By Naseerah Nanabhai
Snacking refers to eating or drinking between regular main meals. While there are mixed opinions on whether this is a healthy habit or not, some studies suggest that increasing your meal frequency through snacking may help manage hunger and improve blood sugar regulation. We have narrowed down 7 of the healthiest snacks to munch on when the cravings set in:
Nuts – are full of heart-healthy monosaturated fats and fibre. On average, a ¼ cup of raw almonds contains 170 calories, 15 g fat, 7 g carbs, 4 g fibre and 6 g protein.
Dark chocolate – if you are craving chocolate, it is best to opt for dark chocolate. It is loaded with energy-boosting nutrients such as magnesium and iron, it also contains much fewer calories than regular chocolate.
Bananas – these are a great source of fibre and a whole fruit; they can be eaten with oats or Greek yoghurt. On average, a serving of bananas contains 105 calories, 0.39 g fat, 27 g carbs, 3.1 g fibre, 1.3 g protein.

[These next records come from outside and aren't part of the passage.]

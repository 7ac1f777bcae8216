//! Conversion orchestration.
//!
//! Drives one figure through the pipeline: assemble the LaTeX document,
//! typeset it, convert DVI → PS → PDF, optionally crop, and clean up every
//! intermediate artifact. The sequence is strictly linear; each external
//! tool blocks until completion and only its exit status is inspected.
//!
//! ## File naming
//!
//! For a figure `fig1`, the intermediate document is written to
//! `fig1_psfrag_replace.tex` — derived from the figure name so that
//! conversions of *different* figures in the same directory never collide
//! (two conversions of the *same* figure in the same directory are not
//! safe concurrently). A failed run leaves `fig1_psfrag_replace_debug.tex`
//! behind for manual inspection; everything else matching the
//! `fig1_psfrag_replace.` prefix is removed unconditionally at the end.
//!
//! ## Working directory
//!
//! A figure path may carry a directory component. The orchestrator never
//! changes the process working directory; it passes the figure's own
//! directory to every step explicitly and operates on base names inside
//! it.

use crate::directives::ReplacementSpec;
use crate::template;
use crate::toolchain::{Toolchain, ToolchainError};
use std::fs;
use std::path::{Path, PathBuf};
use thiserror::Error;

#[derive(Error, Debug)]
pub enum ConvertError {
    #[error("IO error: {0}")]
    Io(#[from] std::io::Error),
    #[error(transparent)]
    Toolchain(#[from] ToolchainError),
    #[error("figure path has no base name: {0}")]
    InvalidName(PathBuf),
}

/// One conversion to perform.
#[derive(Debug, Clone)]
pub struct ConversionRequest {
    /// Figure path without extension; may include a directory component.
    pub figure: PathBuf,
    /// Replacements to apply inside the figure.
    pub replacements: ReplacementSpec,
    /// `\includegraphics` options, brackets included. `None` (or empty)
    /// includes the figure at natural scale.
    pub inclusion_options: Option<String>,
    /// Crop the final PDF with the external crop tool.
    pub crop: bool,
}

/// Outcome of one conversion.
#[derive(Debug, Clone, PartialEq, Eq)]
pub struct ConversionResult {
    pub succeeded: bool,
    /// Exit status of the failing step, or 0.
    pub exit_code: i32,
    /// Debug copy of the document source, kept when a step failed.
    pub diagnostic_path: Option<PathBuf>,
    /// The crop tool reported failure; the uncropped PDF was kept.
    pub crop_failed: bool,
}

impl ConversionResult {
    fn failure(exit_code: i32, diagnostic_path: PathBuf) -> Self {
        Self {
            succeeded: false,
            exit_code,
            diagnostic_path: Some(diagnostic_path),
            crop_failed: false,
        }
    }
}

/// Names of every file a conversion touches, all derived from the figure
/// base name.
struct WorkFiles {
    stem: String,
    tex: String,
    debug_tex: String,
    dvi: String,
    ps: String,
    /// Final output, named after the figure itself.
    pdf: String,
}

impl WorkFiles {
    fn for_figure(figure: &str) -> Self {
        let stem = format!("{figure}_psfrag_replace");
        Self {
            tex: format!("{stem}.tex"),
            debug_tex: format!("{stem}_debug.tex"),
            dvi: format!("{stem}.dvi"),
            ps: format!("{stem}.ps"),
            pdf: format!("{figure}.pdf"),
            stem,
        }
    }

    /// Prefix matching every transient artifact (`<stem>.*`). The trailing
    /// dot keeps `<stem>_debug.*` files out.
    fn temp_prefix(&self) -> String {
        format!("{}.", self.stem)
    }

    /// Prefix matching preserved debug artifacts (`<stem>_debug.*`).
    fn debug_prefix(&self) -> String {
        format!("{}_debug.", self.stem)
    }
}

/// Convert one figure.
///
/// Returns `Err` only for environmental problems (unwritable directory,
/// unlaunchable tool); a tool that runs and fails is a normal
/// [`ConversionResult`] with `succeeded == false`.
pub fn convert(
    toolchain: &impl Toolchain,
    request: &ConversionRequest,
) -> Result<ConversionResult, ConvertError> {
    let (dir, figure) = split_figure(&request.figure)?;
    let names = WorkFiles::for_figure(figure);

    let block = request.replacements.block();
    let options = request.inclusion_options.as_deref().unwrap_or("");
    let extra = template::resolve_extra_packages(&dir, figure);
    let source = template::assemble(figure, &block, options, &extra);
    fs::write(dir.join(&names.tex), source)?;

    log::info!("typesetting {}", names.tex);
    let typeset_status = toolchain.typeset(&dir, &names.tex)?;
    if typeset_status != 0 {
        log::warn!(
            "typesetting failed with status {typeset_status}; keeping {} for inspection",
            names.debug_tex
        );
        let debug_path = dir.join(&names.debug_tex);
        fs::rename(dir.join(&names.tex), &debug_path)?;
        remove_prefixed(&dir, &names.temp_prefix())?;
        return Ok(ConversionResult::failure(typeset_status, debug_path));
    }
    // A previous failed run may have left debug copies behind.
    remove_prefixed(&dir, &names.debug_prefix())?;

    log::info!("converting {} to {}", names.dvi, names.pdf);
    let convert_status = run_conversion(toolchain, &dir, &names)?;

    let mut diagnostic_path = None;
    let mut crop_failed = false;
    if convert_status != 0 {
        log::warn!(
            "DVI-to-PDF conversion failed with status {convert_status}; keeping {} for inspection",
            names.debug_tex
        );
        let debug_path = dir.join(&names.debug_tex);
        fs::rename(dir.join(&names.tex), &debug_path)?;
        diagnostic_path = Some(debug_path);
    } else if request.crop {
        crop_failed = !crop_pdf(toolchain, &dir, &names.pdf)?;
    }

    remove_prefixed(&dir, &names.temp_prefix())?;

    Ok(ConversionResult {
        succeeded: convert_status == 0,
        exit_code: convert_status,
        diagnostic_path,
        crop_failed,
    })
}

/// Split a figure path into its directory and base name.
fn split_figure(figure: &Path) -> Result<(PathBuf, &str), ConvertError> {
    let dir = match figure.parent() {
        Some(p) if !p.as_os_str().is_empty() => p.to_path_buf(),
        _ => PathBuf::from("."),
    };
    let base = figure
        .file_name()
        .and_then(|n| n.to_str())
        .ok_or_else(|| ConvertError::InvalidName(figure.to_path_buf()))?;
    Ok((dir, base))
}

/// Run `dvips` then `ps2pdf` as one combined step; the second runs only
/// when the first succeeds. Returns the first non-zero status, or 0.
fn run_conversion(
    toolchain: &impl Toolchain,
    dir: &Path,
    names: &WorkFiles,
) -> Result<i32, ToolchainError> {
    let status = toolchain.dvi_to_ps(dir, &names.dvi, &names.ps)?;
    if status != 0 {
        return Ok(status);
    }
    toolchain.ps_to_pdf(dir, &names.ps, &names.pdf)
}

/// Crop `pdf` in place, reusing the original file name.
///
/// The existing output is renamed aside so the crop tool can write to the
/// target name. A non-zero crop status restores the uncropped file instead
/// of discarding it; cropping never fails the conversion. Returns whether
/// the crop succeeded.
fn crop_pdf(toolchain: &impl Toolchain, dir: &Path, pdf: &str) -> Result<bool, ConvertError> {
    let aux = aux_name(pdf);
    fs::rename(dir.join(pdf), dir.join(&aux))?;

    let status = toolchain.crop(dir, &aux, pdf)?;
    if status != 0 {
        log::warn!("crop failed with status {status}; keeping the uncropped {pdf}");
        fs::rename(dir.join(&aux), dir.join(pdf))?;
        return Ok(false);
    }
    fs::remove_file(dir.join(aux))?;
    Ok(true)
}

/// Auxiliary name for the crop step: `fig1.pdf` → `fig1_aux.pdf`.
fn aux_name(pdf: &str) -> String {
    match pdf.rsplit_once('.') {
        Some((base, ext)) => format!("{base}_aux.{ext}"),
        None => format!("{pdf}_aux"),
    }
}

/// Remove every file in `dir` whose name starts with `prefix`.
fn remove_prefixed(dir: &Path, prefix: &str) -> std::io::Result<()> {
    for entry in fs::read_dir(dir)? {
        let entry = entry?;
        let name = entry.file_name();
        let Some(name) = name.to_str() else { continue };
        if name.starts_with(prefix) && entry.path().is_file() {
            fs::remove_file(entry.path())?;
        }
    }
    Ok(())
}
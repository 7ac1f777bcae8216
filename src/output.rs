//! CLI output formatting.
//!
//! Each conversion outcome gets a header line naming the figure and what
//! happened to it, with secondary context (debug artifact location, crop
//! status) on indented lines below. A batch ends with a one-line summary.
//!
//! ```text
//! fig1: converted
//! fig2: converted
//!     Crop failed - output left uncropped
//! fig3: conversion failed (exit code 1)
//!     Debug source: fig3_psfrag_replace_debug.tex
//! 2 of 3 figures converted
//! ```
//!
//! Format functions are pure — no I/O, no side effects — and return the
//! lines to print; the `print_*` wrappers write them to stdout.

use crate::batch::ItemOutcome;

/// Indentation for secondary context lines.
fn indent(line: String) -> String {
    format!("    {line}")
}

/// Format the outcome of a single conversion.
pub fn format_outcome(outcome: &ItemOutcome) -> Vec<String> {
    let figure = outcome.figure.display();
    match &outcome.result {
        Ok(result) if result.succeeded => {
            let mut lines = vec![format!("{figure}: converted")];
            if result.crop_failed {
                lines.push(indent("Crop failed - output left uncropped".to_string()));
            }
            lines
        }
        Ok(result) => {
            let mut lines = vec![format!(
                "{figure}: conversion failed (exit code {})",
                result.exit_code
            )];
            if let Some(path) = &result.diagnostic_path {
                lines.push(indent(format!("Debug source: {}", path.display())));
            }
            lines
        }
        Err(err) => vec![format!("{figure}: {err}")],
    }
}

/// Format the batch summary line.
pub fn format_summary(outcomes: &[ItemOutcome]) -> String {
    let converted = outcomes.iter().filter(|o| o.succeeded()).count();
    format!("{converted} of {} figures converted", outcomes.len())
}

/// Print every outcome followed by the batch summary.
pub fn print_outcomes(outcomes: &[ItemOutcome]) {
    for outcome in outcomes {
        for line in format_outcome(outcome) {
            println!("{line}");
        }
    }
    println!("{}", format_summary(outcomes));
}
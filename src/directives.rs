//! Psfrag replacement directives and `.psfrags` file parsing.
//!
//! A directive maps a placeholder label embedded in an EPS figure to the
//! LaTeX text that should replace it, with optional placement parameters:
//!
//! ```text
//! \psfrag{BER}[cc][cc]{BER}
//! \psfrag{Eb/N0}{$E_b/N_0$}
//! ```
//!
//! Replacements arrive either pre-formatted (a block typed by the user or
//! read from a `.psfrags` file) or as structured triples from a caller.
//! No escaping is performed in either case: the strings are inserted
//! verbatim, and malformed markup only surfaces when the typesetter fails.
//!
//! ## `.psfrags` files
//!
//! A `.psfrags` file carries one directive per line. If its first line
//! starts with `[`, that line holds options for the `\includegraphics`
//! command and the remaining lines form the replacement block:
//!
//! ```text
//! [width=\textwidth]
//! \psfrag{xlabel}{Time (s)}
//! \psfrag{ylabel}[cc][cc]{Amplitude}
//! ```

use std::path::{Path, PathBuf};
use thiserror::Error;

#[derive(Error, Debug)]
pub enum DirectiveError {
    #[error("cannot read replacements file {path}: {source}")]
    Read {
        path: PathBuf,
        source: std::io::Error,
    },
}

/// A single text replacement applied inside the figure.
#[derive(Debug, Clone, PartialEq, Eq)]
pub struct Directive {
    /// Placeholder text as it appears in the EPS source.
    pub original: String,
    /// LaTeX replacement text.
    pub replacement: String,
    /// Placement parameters passed through verbatim, e.g. `[cc][cc]`.
    /// Empty for default placement.
    pub placement: String,
}

/// Replacement input for one conversion.
#[derive(Debug, Clone)]
pub enum ReplacementSpec {
    /// Block already containing `\psfrag` lines, used verbatim.
    Raw(String),
    /// Structured directives rendered via [`render_directives`].
    List(Vec<Directive>),
}

impl ReplacementSpec {
    /// Produce the formatted replacement block.
    pub fn block(&self) -> String {
        match self {
            ReplacementSpec::Raw(block) => block.clone(),
            ReplacementSpec::List(directives) => render_directives(directives),
        }
    }
}

/// Render directives into a replacement block, one `\psfrag` line per
/// directive, in input order. Trailing whitespace is trimmed from the
/// final block; an empty slice yields an empty block.
pub fn render_directives(directives: &[Directive]) -> String {
    let mut block = String::new();
    for d in directives {
        block.push_str("\\psfrag{");
        block.push_str(&d.original);
        block.push('}');
        block.push_str(&d.placement);
        block.push('{');
        block.push_str(&d.replacement);
        block.push_str("}\n");
    }
    block.trim_end().to_string()
}

/// Parsed content of a `.psfrags` file.
#[derive(Debug, Clone, PartialEq, Eq)]
pub struct PsfragsFile {
    /// `\includegraphics` options from the first line, brackets included.
    pub inclusion_options: Option<String>,
    /// The replacement block (all remaining lines).
    pub block: String,
}

/// Parse `.psfrags` content.
///
/// A first line starting with `[` is split off as the inclusion options;
/// everything else is the replacement block, verbatim.
pub fn parse_psfrags(content: &str) -> PsfragsFile {
    if !content.starts_with('[') {
        return PsfragsFile {
            inclusion_options: None,
            block: content.to_string(),
        };
    }
    match content.split_once('\n') {
        Some((options, block)) => PsfragsFile {
            inclusion_options: Some(options.trim_end().to_string()),
            block: block.to_string(),
        },
        // Single-line file: options, no directives.
        None => PsfragsFile {
            inclusion_options: Some(content.trim_end().to_string()),
            block: String::new(),
        },
    }
}

/// Read and parse a `.psfrags` file.
///
/// A missing or unreadable file is an error; there is no fallback for a
/// figure whose replacements cannot be loaded.
pub fn load_psfrags(path: &Path) -> Result<PsfragsFile, DirectiveError> {
    let content = std::fs::read_to_string(path).map_err(|source| DirectiveError::Read {
        path: path.to_path_buf(),
        source,
    })?;
    Ok(parse_psfrags(&content))
}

Popcorn – is a great snack to fill up on, and you can add your taste when it comes to flavouring. Make it: Place 3 tablespoons of popcorn kernels in ½ tablespoon cooking oil in a large saucepan on medium heat and wait for it to pop.
Roasted chick peas – are a great option if you are craving something salty and crunchy. Make it: Rinse and drain a can of chickpeas, then put them with 1½ tablespoons olive oil, salt, pepper, and spices of your choice. Roast at 400° F for 30 minutes. Let it cool before eating.
Grapes – these are a great source of hydration and fibre. Plus, they’re naturally sweet. On average, one serving of grapes contains 110 calories, 0.2 g fat, 29 g carbs, 1.4 g fibre and 1.1 g protein.
Avocados – these are full of healthy plant-based fats and protein, which both help keep you fuller longer. On average, one avocado contains 130 calories, 12 g fat, 6 g carbs, 5 g fibre and 1 g protein.